To do:
After locating the line containing "assert_eq!(back.locations, v.locations);", transcribe that line and all following lines exactly, stopping only at the end of the records.

[Stored data]
//! Marker vocabulary for the heuristic interpreter.
//!
//! Ships with compiled-in defaults and can be replaced wholesale from a JSON
//! file (`SCREENER_VOCABULARY_FILE`), so deployments can extend the skill
//! taxonomy without a rebuild.

use std::collections::BTreeMap;
use std::path::Path;

use serde::{Deserialize, Serialize};

use crate::errors::ConfigError;
use crate::interpreter::Seniority;

/// Alias → canonical marker tables. All keys are lowercase; skill values are
/// canonical lowercase slugs, location values are display names.
#[derive(Debug, Clone, Serialize, Deserialize)]
pub struct Vocabulary {
    pub skills: BTreeMap<String, String>,
    pub seniority: BTreeMap<String, Seniority>,
    pub locations: BTreeMap<String, String>,
}

impl Vocabulary {
    /// Compiled-in default vocabulary.
    pub fn builtin() -> Self {
        let skills = [
            ("go", "go"),
            ("golang", "go"),
            ("rust", "rust"),
            ("python", "python"),
            ("java", "java"),
            ("javascript", "javascript"),
            ("js", "javascript"),
            ("typescript", "typescript"),
            ("ts", "typescript"),
            ("c++", "c++"),
            ("cpp", "c++"),
            ("c#", "c#"),
            ("csharp", "c#"),
            ("php", "php"),
            ("ruby", "ruby"),
            ("kotlin", "kotlin"),
            ("swift", "swift"),
            ("scala", "scala"),
            ("sql", "sql"),
            ("react", "react"),
            ("vue", "vue"),
            ("angular", "angular"),
            ("django", "django"),
            ("flask", "flask"),
            ("rails", "rails"),
            ("spring", "spring"),
            ("kubernetes", "kubernetes"),
            ("k8s", "kubernetes"),
            ("docker", "docker"),
            ("terraform", "terraform"),
            ("ansible", "ansible"),
            ("aws", "aws"),
            ("gcp", "gcp"),
            ("azure", "azure"),
            ("linux", "linux"),
            ("git", "git"),
            ("ci/cd", "ci/cd"),
            ("postgres", "postgres"),
            ("postgresql", "postgres"),
            ("mysql", "mysql"),
            ("mongodb", "mongodb"),
            ("redis", "redis"),
            ("kafka", "kafka"),
            ("rabbitmq", "rabbitmq"),
            ("elasticsearch", "elasticsearch"),
            ("grpc", "grpc"),
            ("graphql", "graphql"),
            ("pytorch", "pytorch"),
            ("tensorflow", "tensorflow"),
            ("android", "android"),
            ("ios", "ios"),
            ("flutter", "flutter"),
        ];
        let seniority = [
            ("intern", Seniority::Junior),
            ("junior", Seniority::Junior),
            ("entry-level", Seniority::Junior),
            ("mid", Seniority::Mid),
            ("middle", Seniority::Mid),
            ("mid-level", Seniority::Mid),
            ("intermediate", Seniority::Mid),
            ("senior", Seniority::Senior),
            ("sr", Seniority::Senior),
            ("staff", Seniority::Staff),
            ("lead", Seniority::Staff),
            ("principal", Seniority::Principal),
        ];
        let locations = [
            ("berlin", "Berlin"),
            ("munich", "Munich"),
            ("hamburg", "Hamburg"),
            ("london", "London"),
            ("manchester", "Manchester"),
            ("dublin", "Dublin"),
            ("paris", "Paris"),
            ("amsterdam", "Amsterdam"),
            ("madrid", "Madrid"),
            ("barcelona", "Barcelona"),
            ("lisbon", "Lisbon"),
            ("warsaw", "Warsaw"),
            ("krakow", "Krakow"),
            ("kyiv", "Kyiv"),
            ("lviv", "Lviv"),
            ("prague", "Prague"),
            ("vienna", "Vienna"),
            ("zurich", "Zurich"),
            ("stockholm", "Stockholm"),
            ("helsinki", "Helsinki"),
            ("oslo", "Oslo"),
            ("copenhagen", "Copenhagen"),
            ("toronto", "Toronto"),
            ("vancouver", "Vancouver"),
            ("austin", "Austin"),
            ("boston", "Boston"),
            ("seattle", "Seattle"),
            ("chicago", "Chicago"),
            ("bangalore", "Bangalore"),
            ("singapore", "Singapore"),
            ("tokyo", "Tokyo"),
        ];

        Self {
            skills: to_map(&skills),
            seniority: seniority
                .into_iter()
                .map(|(k, v)| (k.to_string(), v))
                .collect(),
            locations: to_map(&locations),
        }
    }

    /// Loads a replacement vocabulary from a JSON file with the same
    /// three-table shape as [`Vocabulary::builtin`].
    pub fn from_path(path: &Path) -> Result<Self, ConfigError> {
        let raw = std::fs::read_to_string(path).map_err(|e| ConfigError::Invalid {
            key: "SCREENER_VOCABULARY_FILE".to_string(),
            reason: format!("cannot read {}: {e}", path.display()),
        })?;
        let mut vocabulary: Vocabulary =
            serde_json::from_str(&raw).map_err(|e| ConfigError::Invalid {
                key: "SCREENER_VOCABULARY_FILE".to_string(),
                reason: format!("invalid vocabulary JSON: {e}"),
            })?;
        vocabulary.lowercase_keys();
        Ok(vocabulary)
    }

    fn lowercase_keys(&mut self) {
        self.skills = std::mem::take(&mut self.skills)
            .into_iter()
            .map(|(k, v)| (k.to_lowercase(), v.to_lowercase()))
            .collect();
        self.seniority = std::mem::take(&mut self.seniority)
            .into_iter()
            .map(|(k, v)| (k.to_lowercase(), v))
            .collect();
        self.locations = std::mem::take(&mut self.locations)
            .into_iter()
            .map(|(k, v)| (k.to_lowercase(), v))
            .collect();
    }

    /// Canonical slugs for every skill named by the tokens (single tokens
    /// plus adjacent two-token phrases, so "machine learning"-style aliases
    /// resolve when present in a custom vocabulary).
    pub fn match_skills(&self, tokens: &[String]) -> Vec<String> {
        let mut found = Vec::new();
        for window in phrases(tokens) {
            if let Some(slug) = self.skills.get(&window) {
                found.push(slug.clone());
            }
        }
        found
    }

    /// Highest seniority marker named by the tokens.
    pub fn match_seniority(&self, tokens: &[String]) -> Option<Seniority> {
        tokens
            .iter()
            .filter_map(|t| self.seniority.get(t.as_str()))
            .max()
            .copied()
    }

    /// First location marker named by the tokens (reading order).
    pub fn match_location(&self, tokens: &[String]) -> Option<String> {
        for window in phrases(tokens) {
            if let Some(name) = self.locations.get(&window) {
                return Some(name.clone());
            }
        }
        None
    }
}

/// Single tokens followed by adjacent bigrams, in reading order.
fn phrases(tokens: &[String]) -> Vec<String> {
    let mut out: Vec<String> = Vec::with_capacity(tokens.len() * 2);
    for (i, token) in tokens.iter().enumerate() {
        out.push(token.clone());
        if let Some(next) = tokens.get(i + 1) {
            out.push(format!("{token} {next}"));
        }
    }
    out
}

fn to_map(pairs: &[(&str, &str)]) -> BTreeMap<String, String> {
    pairs
        .iter()
        .map(|(k, v)| (k.to_string(), v.to_string()))
        .collect()
}

#[cfg(test)]
mod tests {
    use super::*;

    fn tokens(words: &[&str]) -> Vec<String> {
        words.iter().map(|w| w.to_string()).collect()
    }

    #[test]
    fn test_builtin_aliases_resolve() {
        let v = Vocabulary::builtin();
        let found = v.match_skills(&tokens(&["golang", "k8s", "postgresql"]));
        assert_eq!(found, vec!["go", "kubernetes", "postgres"]);
    }

    #[test]
    fn test_highest_seniority_wins() {
        let v = Vocabulary::builtin();
        let s = v.match_seniority(&tokens(&["junior", "to", "senior"]));
        assert_eq!(s, Some(Seniority::Senior));
    }

    #[test]
    fn test_unknown_tokens_match_nothing() {
        let v = Vocabulary::builtin();
        assert!(v.match_skills(&tokens(&["basket", "weaving"])).is_empty());
        assert_eq!(v.match_seniority(&tokens(&["wizard"])), None);
        assert_eq!(v.match_location(&tokens(&["atlantis"])), None);
    }

    #[test]
    fn test_location_resolves_to_display_name() {
        let v = Vocabulary::builtin();
        assert_eq!(v.match_location(&tokens(&["berlin"])).as_deref(), Some("Berlin"));
    }

    #[test]
    fn test_bigram_phrases_are_considered() {
        let mut v = Vocabulary::builtin();
        v.skills
            .insert("machine learning".to_string(), "machine-learning".to_string());
        let found = v.match_skills(&tokens(&["machine", "learning"]));
        assert!(found.contains(&"machine-learning".to_string()));
    }

    #[test]
    fn test_vocabulary_file_round_trip() {
        let v = Vocabulary::builtin();
        let json = serde_json::to_string(&v).unwrap();
        let back: Vocabulary = serde_json::from_str(&json).unwrap();
        assert_eq!(back.skills, v.skills);
        assert_eq!(back.locations, v.locations);
    }
}
use thiserror::Error;

use crate::transport::TransportError;

/// Startup configuration failure. The only error that aborts the process;
/// everything else is recorded per candidate and the run continues.
#[derive(Debug, Error)]
pub enum ConfigError {
    #[error("Required environment variable '{0}' is not set")]
    MissingVar(String),

    #[error("Invalid value for {key}: {reason}")]
    Invalid { key: String, reason: String },
}

/// Brief interpretation failure.
#[derive(Debug, Error)]
pub enum InterpretError {
    #[error("Hiring brief is empty")]
    EmptyBrief,
}

/// Resume text was structurally unusable. Partial extraction is NOT an
/// error — missing sections stay absent on the parsed resume.
#[derive(Debug, Error)]
pub enum ParseError {
    #[error("Resume text is empty")]
    Empty,

    #[error("Resume content is not readable text: {0}")]
    NotText(String),
}

/// Crawler capability failure, surfaced only after the transport layer has
/// exhausted retries or hit a fatal classification.
#[derive(Debug, Error)]
pub enum SearchError {
    #[error("Candidate search failed: {0}")]
    Transport(#[from] TransportError),
}

/// Result store I/O failure.
#[derive(Debug, Error)]
pub enum StoreError {
    #[error("Store I/O error: {0}")]
    Io(#[from] std::io::Error),

    #[error("Record serialization error: {0}")]
    Serialize(#[from] serde_json::Error),
}

/// Run-level pipeline failure. Per-candidate parse/analysis problems never
/// surface here — they become failure markers in the result store.
#[derive(Debug, Error)]
pub enum PipelineError {
    #[error(transparent)]
    Interpret(#[from] InterpretError),

    #[error(transparent)]
    Search(#[from] SearchError),
}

Result:
        assert_eq!(back.locations, v.locations);
    }
}
use thiserror::Error;

use crate::transport::TransportError;

/// Startup configuration failure. The only error that aborts the process;
/// everything else is recorded per candidate and the run continues.
#[derive(Debug, Error)]
pub enum ConfigError {
    #[error("Required environment variable '{0}' is not set")]
    MissingVar(String),

    #[error("Invalid value for {key}: {reason}")]
    Invalid { key: String, reason: String },
}

/// Brief interpretation failure.
#[derive(Debug, Error)]
pub enum InterpretError {
    #[error("Hiring brief is empty")]
    EmptyBrief,
}

/// Resume text was structurally unusable. Partial extraction is NOT an
/// error — missing sections stay absent on the parsed resume.
#[derive(Debug, Error)]
pub enum ParseError {
    #[error("Resume text is empty")]
    Empty,

    #[error("Resume content is not readable text: {0}")]
    NotText(String),
}

/// Crawler capability failure, surfaced only after the transport layer has
/// exhausted retries or hit a fatal classification.
#[derive(Debug, Error)]
pub enum SearchError {
    #[error("Candidate search failed: {0}")]
    Transport(#[from] TransportError),
}

/// Result store I/O failure.
#[derive(Debug, Error)]
pub enum StoreError {
    #[error("Store I/O error: {0}")]
    Io(#[from] std::io::Error),

    #[error("Record serialization error: {0}")]
    Serialize(#[from] serde_json::Error),
}

/// Run-level pipeline failure. Per-candidate parse/analysis problems never
/// surface here — they become failure markers in the result store.
#[derive(Debug, Error)]
pub enum PipelineError {
    #[error(transparent)]
    Interpret(#[from] InterpretError),

    #[error(transparent)]
    Search(#[from] SearchError),
}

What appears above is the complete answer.